Le prime parole che riesco a ricordare. E quello sguardo. In un attimo ne fui rapita.
Però adesso ci sei Tu. Al Suo posto ci sei Tu. E forse per stasera è un bene. Non sopporterei la Sua faccia. Quegli occhi. Falsi e bugiardi. Ma così dolci.
Usciamo a fumare. La malinconia però non mi abbandona. E sento i Tuoi occhi addosso.
Un pò mi piace. Un pò mi sento più pesante.
L' aria è statica anche adesso che siamo fuori. Rumori ovattati al di là della porta.
Non dovresti perderti la festa per colpa mia. Stringo la sigaretta tra le labbra.
In realtà voglio che resti. Così come sei. In silenzio. Perfetto.
Perchè non ho incontrato Te quella sera?

Frequentavo da mesi un locale per adulti. Col trucco dimostravo più dei mie 16 anni. E all' entrata non mi facevano storie. Il barman ormai mi conosceva. Spesso riuscivo a bere senza pagare. E tornavo a casa ubriaca, puzzando di fumo senza pensieri.
Insieme a Claudia eravamo delle presenze fisse. In mezzo a ragazzi ben più grandi di noi. Giocavamo.
All'inizio era per curiosità. Per rendere più vivaci le nostre serate passate davanti alla tv. Per vantarci con le compagne e i compagni di classe. Volevamo avere rispetto invece di essere considerate delle stupide punkettone con le Converse.
Dicevamo a tutti di avere 18anni. Provocanti e consapevoli delle nostre azioni. Ma forse non delle conseguenze.
E li dentro davamo vita ai nostri personaggi. Truccate e vestite come due giovani sgualdrine. Sfacciate. Arroganti e maliziose, gli sguardi e le attenzioni altrui ci facevano sentire importanti.
Un tipo mi offriva spesso da bere.

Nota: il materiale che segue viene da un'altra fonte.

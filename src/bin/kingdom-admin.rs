#![forbid(unsafe_code)]

use std::path::PathBuf;

use clap::{Parser, Subcommand};
use solana_sdk::{pubkey::Pubkey, signature::Keypair};

use animal_kingdom_client::{
    config::{load_keypair, Cluster},
    discovery::{discover, DiscoveryConfig, Generation},
    error::KingdomError,
    instruction::OrganisationWallets,
    metadata::HttpMetadataFetcher,
    ops::{self, NftMintSpec},
    pda,
    rpc::RpcGateway,
    submit::{SubmitConfig, Submitter},
    vote::{cast_vote, fetch_election, fetch_vote, Allocation},
};

#[derive(Parser)]
#[command(
    name = "kingdom-admin",
    version,
    about = "Admin tooling for the Animal Kingdom conservation NFT platform"
)]
struct Cli {
    #[arg(long, env = "KINGDOM_CLUSTER", default_value = "devnet")]
    cluster: Cluster,

    #[arg(long, env = "KINGDOM_PROGRAM_ID", default_value_t = animal_kingdom_client::PROGRAM_ID)]
    program_id: Pubkey,

    /// Path to the payer keypair; required by every command that submits.
    #[arg(long, env = "KINGDOM_KEYPAIR")]
    keypair: Option<PathBuf>,

    #[command(subcommand)]
    command: Command,
}

#[derive(Subcommand)]
enum Command {
    /// List every NFT created by the program, with owner and status.
    List {
        /// Wallet whose ownership should be highlighted.
        #[arg(long)]
        viewer: Option<Pubkey>,
    },
    /// Show an election and its running tallies.
    ShowElection {
        /// Election date, epoch seconds (UTC).
        #[arg(long)]
        date: i64,
    },
    /// Bootstrap the program mint authority (once per deployment).
    InitMintAuthority,
    /// Mint an NFT. The metadata document must already be hosted at --uri.
    Mint {
        #[arg(long)]
        name: String,
        #[arg(long, default_value = "$ALKM")]
        symbol: String,
        #[arg(long)]
        uri: String,
        #[arg(long, default_value_t = 100)]
        seller_fee_basis_points: u16,
        #[arg(long)]
        organisation_wallet: Pubkey,
    },
    /// Protect (purchase) an NFT by name, paying project and treasury.
    Protect {
        #[arg(long)]
        name: String,
        #[arg(long)]
        project_wallet: Pubkey,
    },
    /// Burn an NFT still held in custody.
    Burn {
        #[arg(long)]
        name: String,
    },
    /// Open an election over the three organisation wallets.
    CreateElection {
        /// Election date, epoch seconds (UTC); must be in the future.
        #[arg(long)]
        date: i64,
        #[arg(long)]
        wildlife_protection: Pubkey,
        #[arg(long)]
        nature_protection_society: Pubkey,
        #[arg(long)]
        marine_life_protection: Pubkey,
    },
    /// Cast a vote with an owned NFT. Allocations must total at most 100.
    Vote {
        #[arg(long)]
        name: String,
        /// Election date, epoch seconds (UTC).
        #[arg(long)]
        date: i64,
        #[arg(long, default_value_t = 0)]
        wildlife_protection: u32,
        #[arg(long, default_value_t = 0)]
        nature_protection_society: u32,
        #[arg(long, default_value_t = 0)]
        marine_life_protection: u32,
    },
}

fn require_keypair(path: &Option<PathBuf>) -> Result<Keypair, KingdomError> {
    let path = path.as_ref().ok_or_else(|| {
        KingdomError::InvalidInput("--keypair (or KINGDOM_KEYPAIR) is required".into())
    })?;
    load_keypair(path)
}

async fn run(cli: Cli) -> Result<(), KingdomError> {
    let gateway = RpcGateway::new(cli.cluster.url());
    let submitter = Submitter::new(SubmitConfig::default());
    let program_id = cli.program_id;

    match cli.command {
        Command::List { viewer } => {
            let fetcher = HttpMetadataFetcher::new()?;
            let token = Generation::new().begin();
            let report = discover(
                &gateway,
                &fetcher,
                &program_id,
                &DiscoveryConfig::default(),
                &token,
            )
            .await?;
            for nft in &report.nfts {
                let category = nft
                    .category()
                    .map(|c| format!("{c:?}"))
                    .unwrap_or_else(|| "-".to_string());
                println!(
                    "{}  {}  [{category}]  owner {}  {:?}",
                    nft.mint,
                    nft.document.name,
                    nft.owner,
                    nft.status(viewer.as_ref()),
                );
            }
            for failure in &report.failures {
                println!(
                    "failed: metadata {} ({}): {}",
                    failure.metadata_address,
                    failure
                        .mint
                        .map(|m| m.to_string())
                        .unwrap_or_else(|| "mint unknown".to_string()),
                    failure.error
                );
            }
            println!(
                "{} NFTs, {} failures",
                report.nfts.len(),
                report.failures.len()
            );
        }
        Command::ShowElection { date } => {
            let (address, _) = pda::derive_election(&program_id, date);
            let election = fetch_election(&gateway, &program_id, date)
                .await?
                .ok_or(KingdomError::NotFound(address))?;
            println!("election {address} on {}", election.date);
            for org in [
                &election.organisations.wildlife_protection,
                &election.organisations.nature_protection_society,
                &election.organisations.marine_life_protection,
            ] {
                println!("  {}  {}  {} votes", org.name, org.address, org.votes);
            }
        }
        Command::InitMintAuthority => {
            let payer = require_keypair(&cli.keypair)?;
            let signature = ops::init_mint_authority(&gateway, &submitter, &program_id, &payer).await?;
            println!("mint authority initialized: {signature}");
        }
        Command::Mint {
            name,
            symbol,
            uri,
            seller_fee_basis_points,
            organisation_wallet,
        } => {
            let payer = require_keypair(&cli.keypair)?;
            let spec = NftMintSpec {
                name,
                symbol,
                uri,
                seller_fee_basis_points,
                organisation_wallet,
            };
            let (signature, mint) =
                ops::create_nft(&gateway, &submitter, &program_id, &payer, &spec).await?;
            println!("minted {mint}: {signature}");
        }
        Command::Protect { name, project_wallet } => {
            let payer = require_keypair(&cli.keypair)?;
            let signature = ops::transfer_nft(
                &gateway,
                &submitter,
                &program_id,
                &payer,
                &name,
                &project_wallet,
            )
            .await?;
            println!("protected '{name}': {signature}");
        }
        Command::Burn { name } => {
            let payer = require_keypair(&cli.keypair)?;
            let signature = ops::burn_nft(&gateway, &submitter, &program_id, &payer, &name).await?;
            println!("burned '{name}': {signature}");
        }
        Command::CreateElection {
            date,
            wildlife_protection,
            nature_protection_society,
            marine_life_protection,
        } => {
            let payer = require_keypair(&cli.keypair)?;
            let wallets = OrganisationWallets {
                wildlife_protection,
                nature_protection_society,
                marine_life_protection,
            };
            let signature =
                ops::create_election(&gateway, &submitter, &program_id, &payer, date, &wallets)
                    .await?;
            println!("election created: {signature}");
        }
        Command::Vote {
            name,
            date,
            wildlife_protection,
            nature_protection_society,
            marine_life_protection,
        } => {
            let payer = require_keypair(&cli.keypair)?;
            let (election_address, _) = pda::derive_election(&program_id, date);
            let election = fetch_election(&gateway, &program_id, date)
                .await?
                .ok_or(KingdomError::NotFound(election_address))?;
            let (mint, _) = pda::derive_mint(&program_id, &name);
            if fetch_vote(&gateway, &program_id, &mint, &election_address)
                .await?
                .is_some()
            {
                return Err(KingdomError::InvalidInput(format!(
                    "'{name}' has already voted in this election"
                )));
            }
            let allocation = Allocation {
                wildlife_protection,
                nature_protection_society,
                marine_life_protection,
            };
            let record = cast_vote(
                &gateway,
                &submitter,
                &program_id,
                &payer,
                &name,
                &mint,
                &election,
                &allocation,
            )
            .await?;
            println!(
                "vote cast with '{name}': {} / {} / {}",
                record.vote.wildlife_protection.amount,
                record.vote.nature_protection_society.amount,
                record.vote.marine_life_protection.amount,
            );
        }
    }
    Ok(())
}

#[tokio::main]
async fn main() {
    env_logger::init();
    let cli = Cli::parse();
    if let Err(e) = run(cli).await {
        eprintln!("error: {e}");
        std::process::exit(1);
    }
}
use std::collections::{HashMap, VecDeque};

use serde::Serialize;
use thiserror::Error;

use crate::bus::AlertInbox;
use crate::bus::events::Alert;
use crate::sim::machines::Machine;

#[derive(Debug, Error)]
#[error("risk model failure: {0}")]
pub struct RiskError(pub String);

/// Feature record handed to the failure-risk model, one per busy machine
/// per tick. Field names match the model's training schema; deltas are
/// absent on a machine's first observation.
#[derive(Debug, Clone, Serialize)]
pub struct FeatureRow {
    pub temperature_c: f64,
    pub vibration_rms_mm_s: f64,
    pub temp_threshold: f64,
    pub vib_threshold: f64,
    pub dt_seconds: Option<f64>,
    pub d_temp: Option<f64>,
    pub d_vibration: Option<f64>,
    pub pct_of_temp_thresh: f64,
    pub pct_of_vib_thresh: f64,
    pub temp_avg_win: f64,
    pub temp_std_win: f64,
    pub vib_avg_win: f64,
    pub vib_std_win: f64,
    pub machine_id: String,
    pub class_name: String,
}

/// Narrow contract to the external failure model. The kernel floors the
/// model's operating threshold at the configured minimum.
pub trait RiskModel {
    fn predict_risk(&mut self, features: &FeatureRow) -> Result<f64, RiskError>;

    fn threshold(&self) -> f64 {
        0.5
    }
}

#[derive(Debug, Clone, Copy)]
struct PrevSample {
    tick_ms: i64,
    temperature: f64,
    vibration: f64,
}

#[derive(Debug, Default)]
struct Rolling {
    temp: VecDeque<f64>,
    vib: VecDeque<f64>,
}

/// Builds feature rows from machine state, owning all per-machine rolling
/// state (previous sample + signal windows).
#[derive(Debug)]
pub struct FeatureAdapter {
    window: usize,
    prev: HashMap<String, PrevSample>,
    rolling: HashMap<String, Rolling>,
}

impl FeatureAdapter {
    pub fn new(window: usize) -> Self {
        Self {
            window: window.max(1),
            prev: HashMap::new(),
            rolling: HashMap::new(),
        }
    }

    pub fn observe(&mut self, machine: &Machine, tick: u64) -> FeatureRow {
        let temp = machine.temperature;
        let vib = machine.vibration;
        let tick_ms = (tick as i64) * 1000;

        let (dt_seconds, d_temp, d_vibration) = match self.prev.get(&machine.machine_id) {
            Some(prev) => (
                Some((tick_ms - prev.tick_ms) as f64 / 1000.0),
                Some(temp - prev.temperature),
                Some(vib - prev.vibration),
            ),
            None => (None, None, None),
        };
        self.prev.insert(
            machine.machine_id.clone(),
            PrevSample {
                tick_ms,
                temperature: temp,
                vibration: vib,
            },
        );

        let rolling = self.rolling.entry(machine.machine_id.clone()).or_default();
        push_capped(&mut rolling.temp, temp, self.window);
        push_capped(&mut rolling.vib, vib, self.window);

        FeatureRow {
            temperature_c: temp,
            vibration_rms_mm_s: vib,
            temp_threshold: machine.temp_threshold,
            vib_threshold: machine.vib_threshold,
            dt_seconds,
            d_temp,
            d_vibration,
            pct_of_temp_thresh: ratio(temp, machine.temp_threshold),
            pct_of_vib_thresh: ratio(vib, machine.vib_threshold),
            temp_avg_win: mean(&rolling.temp),
            temp_std_win: sample_std(&rolling.temp),
            vib_avg_win: mean(&rolling.vib),
            vib_std_win: sample_std(&rolling.vib),
            machine_id: machine.machine_id.clone(),
            class_name: machine.class_name.clone(),
        }
    }
}

fn push_capped(buf: &mut VecDeque<f64>, value: f64, cap: usize) {
    if buf.len() == cap {
        buf.pop_front();
    }
    buf.push_back(value);
}

fn ratio(value: f64, threshold: f64) -> f64 {
    if threshold > 0.0 { value / threshold } else { 0.0 }
}

fn mean(buf: &VecDeque<f64>) -> f64 {
    if buf.is_empty() {
        return 0.0;
    }
    buf.iter().sum::<f64>() / buf.len() as f64
}

fn sample_std(buf: &VecDeque<f64>) -> f64 {
    let n = buf.len();
    if n < 2 {
        return 0.0;
    }
    let m = mean(buf);
    let var = buf.iter().map(|x| (x - m) * (x - m)).sum::<f64>() / (n - 1) as f64;
    var.sqrt()
}

/// Threshold-proximity model used when no trained model is wired in: a
/// logistic over the worst signal-to-threshold ratio, nudged by a rising
/// trend. Deterministic, so seeded runs stay reproducible.
#[derive(Debug)]
pub struct HeuristicRiskModel {
    threshold: f64,
}

impl HeuristicRiskModel {
    pub fn new(threshold: f64) -> Self {
        Self { threshold }
    }
}

impl RiskModel for HeuristicRiskModel {
    fn predict_risk(&mut self, features: &FeatureRow) -> Result<f64, RiskError> {
        let pressure = features
            .pct_of_temp_thresh
            .max(features.pct_of_vib_thresh);
        let trend = features.d_temp.unwrap_or(0.0) / features.temp_threshold.max(1.0)
            + features.d_vibration.unwrap_or(0.0) / features.vib_threshold.max(1.0);
        let drive = pressure + trend.max(0.0) - 0.85;
        let score = 1.0 / (1.0 + (-12.0 * drive).exp());
        Ok(score.clamp(0.0, 1.0))
    }

    fn threshold(&self) -> f64 {
        self.threshold
    }
}

/// Adapter over the `job/alerts` feed: a machine's score is the external
/// inference service's most recent alert for it, and the operating
/// threshold tracks the latest alert's. Machines the service has not
/// scored yet read as zero risk.
pub struct AlertFeedModel {
    inbox: AlertInbox,
    latest: HashMap<String, Alert>,
    threshold: f64,
}

impl AlertFeedModel {
    pub fn new(inbox: AlertInbox, threshold: f64) -> Self {
        Self {
            inbox,
            latest: HashMap::new(),
            threshold,
        }
    }
}

impl RiskModel for AlertFeedModel {
    fn predict_risk(&mut self, features: &FeatureRow) -> Result<f64, RiskError> {
        for alert in self.inbox.drain() {
            self.threshold = alert.threshold;
            self.latest.insert(alert.machine_id.clone(), alert);
        }
        Ok(self
            .latest
            .get(&features.machine_id)
            .map_or(0.0, |alert| alert.risk_score))
    }

    fn threshold(&self) -> f64 {
        self.threshold
    }
}

/// Test stub returning a constant score.
#[cfg(test)]
#[derive(Debug)]
pub struct FixedRiskModel {
    pub score: f64,
    pub threshold: f64,
}

#[cfg(test)]
impl RiskModel for FixedRiskModel {
    fn predict_risk(&mut self, _features: &FeatureRow) -> Result<f64, RiskError> {
        Ok(self.score)
    }

    fn threshold(&self) -> f64 {
        self.threshold
    }
}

Anche lui era una presenza fissa del venerdì sera. Alto, moro con gli occhi verdi e le mani ben curate. Sicuramente un uomo d'affari annoiato dal lavoro. 27 anni. Di buona famiglia. Educato. Bellissimo. Qualche volta mi riaccompagnava a casa. Teneva sempre le mani a posto. Diceva grazie, prego, perfavore. Persi la testa per lui senza neanche accorgermene. Sembrava innocuo.
Una sera ero triste. Piangevo. A ricordarlo ora non so il perchè.
Forse era solo una serata storta. E io ero di nuovo li. Aspettavo solo che l'alcool bevuto in fretta facesse effetto. Affogavo con la vodka i miei scazzi quotidiani. Vodka e succo d'arancia, perchè liscia mi dava la nausea.
Arrivò lui. Mi offri'l'ennesimo bicchiere. Lo buttai giù senza respirare.
- Non piangere. O ti colerà il trucco..
Il locale era pieno. Luci soffuse, musica in sottofondo mentre una tipa si esibiva sul palco. Io continuavo a bere. Mi sentivo tranquilla, mentre stavo perdendo la mia lucidità. Ci sedemmo in disparte su quei divanetti di un rosso ormai scolorito. Parlavamo, ma io non ricordo di cosa. Poi un bacio. Il primo. Al gusto di vodka e nicotina. Ricordi confusi. Flash che rivivo come in un film.
La sua auto. I miei vestiti sul sedile. La sua faccia su di me. I miei no. Le sue mani che mi stringono.
Ancora adesso riesco a sentire quello schifo. La delusione. La mia ultima sera in quel locale. La mia ultima sera da adolescente.
Ferite vecchie di anni ormai. Che ancora fanno un male cane. E non ne vogliono sapere di richiudersi.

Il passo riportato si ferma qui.